INFORMATION SUPPLIED:

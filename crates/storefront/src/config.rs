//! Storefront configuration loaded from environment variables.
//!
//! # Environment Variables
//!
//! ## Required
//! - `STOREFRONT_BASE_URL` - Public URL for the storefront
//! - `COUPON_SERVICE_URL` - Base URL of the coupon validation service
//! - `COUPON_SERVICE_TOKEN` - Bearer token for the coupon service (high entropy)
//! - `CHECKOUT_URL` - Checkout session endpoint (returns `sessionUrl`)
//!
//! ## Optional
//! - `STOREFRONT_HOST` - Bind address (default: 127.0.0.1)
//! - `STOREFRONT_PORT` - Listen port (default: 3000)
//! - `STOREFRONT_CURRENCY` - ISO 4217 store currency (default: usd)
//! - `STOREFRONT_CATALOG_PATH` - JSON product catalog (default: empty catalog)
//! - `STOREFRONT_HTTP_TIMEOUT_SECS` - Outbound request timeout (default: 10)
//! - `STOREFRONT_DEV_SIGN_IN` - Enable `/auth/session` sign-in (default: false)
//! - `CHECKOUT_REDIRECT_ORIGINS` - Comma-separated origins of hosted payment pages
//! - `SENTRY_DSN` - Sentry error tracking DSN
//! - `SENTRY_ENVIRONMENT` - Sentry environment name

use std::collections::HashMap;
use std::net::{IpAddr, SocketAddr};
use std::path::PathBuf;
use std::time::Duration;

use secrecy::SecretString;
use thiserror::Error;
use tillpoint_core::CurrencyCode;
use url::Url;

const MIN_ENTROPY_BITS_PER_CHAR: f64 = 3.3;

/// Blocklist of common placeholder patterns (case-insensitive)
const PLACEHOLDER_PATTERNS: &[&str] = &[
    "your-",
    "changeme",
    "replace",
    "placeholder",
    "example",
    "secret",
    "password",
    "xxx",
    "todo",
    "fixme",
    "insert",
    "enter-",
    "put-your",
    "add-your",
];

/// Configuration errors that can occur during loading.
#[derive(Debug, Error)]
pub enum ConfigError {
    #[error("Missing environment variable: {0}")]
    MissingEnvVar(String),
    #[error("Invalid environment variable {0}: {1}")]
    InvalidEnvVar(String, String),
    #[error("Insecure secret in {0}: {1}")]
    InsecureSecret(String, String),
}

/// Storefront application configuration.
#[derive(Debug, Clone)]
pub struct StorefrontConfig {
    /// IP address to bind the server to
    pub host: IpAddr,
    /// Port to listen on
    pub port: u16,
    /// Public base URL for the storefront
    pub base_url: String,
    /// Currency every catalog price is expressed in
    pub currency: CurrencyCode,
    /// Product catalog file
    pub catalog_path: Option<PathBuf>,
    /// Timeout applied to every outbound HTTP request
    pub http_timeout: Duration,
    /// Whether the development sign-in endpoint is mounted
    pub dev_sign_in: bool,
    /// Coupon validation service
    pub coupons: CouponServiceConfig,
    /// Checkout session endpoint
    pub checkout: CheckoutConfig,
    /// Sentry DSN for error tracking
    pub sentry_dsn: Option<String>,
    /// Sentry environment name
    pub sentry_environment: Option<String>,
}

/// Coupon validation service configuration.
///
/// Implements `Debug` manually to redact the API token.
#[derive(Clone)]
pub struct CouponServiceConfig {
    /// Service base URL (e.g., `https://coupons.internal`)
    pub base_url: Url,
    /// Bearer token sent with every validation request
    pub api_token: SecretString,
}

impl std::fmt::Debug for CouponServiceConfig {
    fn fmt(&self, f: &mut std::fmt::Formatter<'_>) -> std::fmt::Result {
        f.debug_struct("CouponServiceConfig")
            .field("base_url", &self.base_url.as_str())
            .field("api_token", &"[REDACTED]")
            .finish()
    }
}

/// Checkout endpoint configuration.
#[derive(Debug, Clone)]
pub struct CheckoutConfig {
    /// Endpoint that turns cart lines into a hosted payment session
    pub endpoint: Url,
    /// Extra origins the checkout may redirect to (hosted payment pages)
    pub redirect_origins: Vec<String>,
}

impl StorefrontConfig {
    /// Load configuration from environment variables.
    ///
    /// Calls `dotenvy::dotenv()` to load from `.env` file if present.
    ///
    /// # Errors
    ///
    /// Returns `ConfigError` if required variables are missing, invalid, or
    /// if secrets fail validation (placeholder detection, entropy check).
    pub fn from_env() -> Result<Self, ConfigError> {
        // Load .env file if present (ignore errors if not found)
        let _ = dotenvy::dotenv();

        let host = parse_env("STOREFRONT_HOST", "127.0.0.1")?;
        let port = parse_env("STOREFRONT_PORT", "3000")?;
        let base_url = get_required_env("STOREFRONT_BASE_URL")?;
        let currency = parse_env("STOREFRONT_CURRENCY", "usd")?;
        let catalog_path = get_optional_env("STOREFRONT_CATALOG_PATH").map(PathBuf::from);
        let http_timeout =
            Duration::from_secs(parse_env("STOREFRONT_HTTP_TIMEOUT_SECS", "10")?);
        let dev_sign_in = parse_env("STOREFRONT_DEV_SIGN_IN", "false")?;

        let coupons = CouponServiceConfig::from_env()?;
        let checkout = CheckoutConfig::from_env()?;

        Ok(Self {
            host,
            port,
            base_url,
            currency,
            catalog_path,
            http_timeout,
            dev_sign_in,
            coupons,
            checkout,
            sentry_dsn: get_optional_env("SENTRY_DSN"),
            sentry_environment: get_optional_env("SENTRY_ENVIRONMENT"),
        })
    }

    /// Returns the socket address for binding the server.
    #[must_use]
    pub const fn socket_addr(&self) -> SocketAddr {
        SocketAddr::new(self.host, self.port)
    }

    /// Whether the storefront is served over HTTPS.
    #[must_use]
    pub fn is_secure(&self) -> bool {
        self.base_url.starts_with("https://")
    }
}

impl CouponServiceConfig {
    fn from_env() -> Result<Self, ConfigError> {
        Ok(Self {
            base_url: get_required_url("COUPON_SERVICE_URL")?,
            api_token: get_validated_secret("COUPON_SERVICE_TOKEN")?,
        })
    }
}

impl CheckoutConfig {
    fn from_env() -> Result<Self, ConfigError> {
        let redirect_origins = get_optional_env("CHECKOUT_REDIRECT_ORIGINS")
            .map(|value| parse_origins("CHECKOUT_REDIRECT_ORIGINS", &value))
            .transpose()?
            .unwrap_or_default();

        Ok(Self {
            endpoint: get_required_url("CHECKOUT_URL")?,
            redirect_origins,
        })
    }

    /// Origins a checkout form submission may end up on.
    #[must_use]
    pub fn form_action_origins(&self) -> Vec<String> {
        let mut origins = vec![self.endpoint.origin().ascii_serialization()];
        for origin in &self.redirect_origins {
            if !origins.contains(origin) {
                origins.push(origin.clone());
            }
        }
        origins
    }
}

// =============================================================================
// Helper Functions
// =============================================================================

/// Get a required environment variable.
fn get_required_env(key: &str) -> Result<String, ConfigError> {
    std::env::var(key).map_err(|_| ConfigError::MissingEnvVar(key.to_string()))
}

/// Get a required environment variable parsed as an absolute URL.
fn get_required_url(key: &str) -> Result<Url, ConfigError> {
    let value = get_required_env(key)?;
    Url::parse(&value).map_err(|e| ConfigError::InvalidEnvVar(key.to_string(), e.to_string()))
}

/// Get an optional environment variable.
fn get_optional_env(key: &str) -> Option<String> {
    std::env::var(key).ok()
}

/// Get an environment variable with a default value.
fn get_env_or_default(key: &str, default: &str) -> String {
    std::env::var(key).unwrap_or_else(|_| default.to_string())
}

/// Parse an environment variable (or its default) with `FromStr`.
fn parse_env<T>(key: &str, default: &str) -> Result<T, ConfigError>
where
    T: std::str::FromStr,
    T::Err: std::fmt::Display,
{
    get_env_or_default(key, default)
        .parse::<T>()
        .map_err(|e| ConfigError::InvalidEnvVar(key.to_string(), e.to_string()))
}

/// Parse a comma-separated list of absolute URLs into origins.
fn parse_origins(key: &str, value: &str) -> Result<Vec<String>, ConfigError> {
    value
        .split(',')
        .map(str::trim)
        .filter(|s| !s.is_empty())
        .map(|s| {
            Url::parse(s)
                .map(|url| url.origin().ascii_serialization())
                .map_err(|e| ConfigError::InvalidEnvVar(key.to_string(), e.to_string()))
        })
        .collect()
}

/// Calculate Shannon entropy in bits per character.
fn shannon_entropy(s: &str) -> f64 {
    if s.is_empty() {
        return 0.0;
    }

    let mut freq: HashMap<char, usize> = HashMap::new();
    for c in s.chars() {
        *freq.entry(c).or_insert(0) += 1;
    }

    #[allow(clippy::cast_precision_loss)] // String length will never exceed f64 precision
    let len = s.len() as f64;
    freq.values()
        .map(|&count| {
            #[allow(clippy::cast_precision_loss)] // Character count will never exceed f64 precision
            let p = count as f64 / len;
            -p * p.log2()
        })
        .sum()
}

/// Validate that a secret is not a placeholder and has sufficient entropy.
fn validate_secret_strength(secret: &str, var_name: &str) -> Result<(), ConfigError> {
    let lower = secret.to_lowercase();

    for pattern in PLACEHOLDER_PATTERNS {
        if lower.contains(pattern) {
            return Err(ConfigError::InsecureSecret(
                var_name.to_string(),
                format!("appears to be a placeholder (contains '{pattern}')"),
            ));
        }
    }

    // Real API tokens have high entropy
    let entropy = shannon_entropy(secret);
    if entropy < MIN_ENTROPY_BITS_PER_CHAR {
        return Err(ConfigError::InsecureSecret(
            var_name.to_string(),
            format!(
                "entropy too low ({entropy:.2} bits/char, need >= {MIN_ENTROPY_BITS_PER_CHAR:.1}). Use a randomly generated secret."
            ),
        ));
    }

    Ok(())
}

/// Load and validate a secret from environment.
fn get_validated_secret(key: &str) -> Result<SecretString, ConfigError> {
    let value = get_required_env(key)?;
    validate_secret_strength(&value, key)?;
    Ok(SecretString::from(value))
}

* * *

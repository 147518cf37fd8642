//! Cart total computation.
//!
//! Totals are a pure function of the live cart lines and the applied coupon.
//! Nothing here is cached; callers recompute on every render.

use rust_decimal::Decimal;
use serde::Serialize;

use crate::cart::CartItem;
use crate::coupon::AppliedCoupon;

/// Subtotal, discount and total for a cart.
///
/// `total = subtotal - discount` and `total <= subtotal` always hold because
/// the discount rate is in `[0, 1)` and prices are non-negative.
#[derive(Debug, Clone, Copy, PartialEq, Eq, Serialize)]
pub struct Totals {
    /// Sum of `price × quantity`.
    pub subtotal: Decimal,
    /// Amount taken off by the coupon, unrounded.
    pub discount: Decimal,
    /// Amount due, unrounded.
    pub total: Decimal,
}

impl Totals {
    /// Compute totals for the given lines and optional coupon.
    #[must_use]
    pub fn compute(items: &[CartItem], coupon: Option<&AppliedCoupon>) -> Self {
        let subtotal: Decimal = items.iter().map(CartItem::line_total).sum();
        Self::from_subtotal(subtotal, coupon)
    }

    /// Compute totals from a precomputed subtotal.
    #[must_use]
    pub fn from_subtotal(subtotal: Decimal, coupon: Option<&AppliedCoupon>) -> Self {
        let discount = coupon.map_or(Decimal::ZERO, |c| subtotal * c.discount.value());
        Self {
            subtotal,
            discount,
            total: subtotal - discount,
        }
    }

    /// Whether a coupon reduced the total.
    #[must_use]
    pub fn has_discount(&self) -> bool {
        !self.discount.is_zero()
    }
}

YOUR ASSIGNMENT:
All that is needed is a number: how many lines in the data above contain the string "into".

RESPONSE TO THE TASK:
2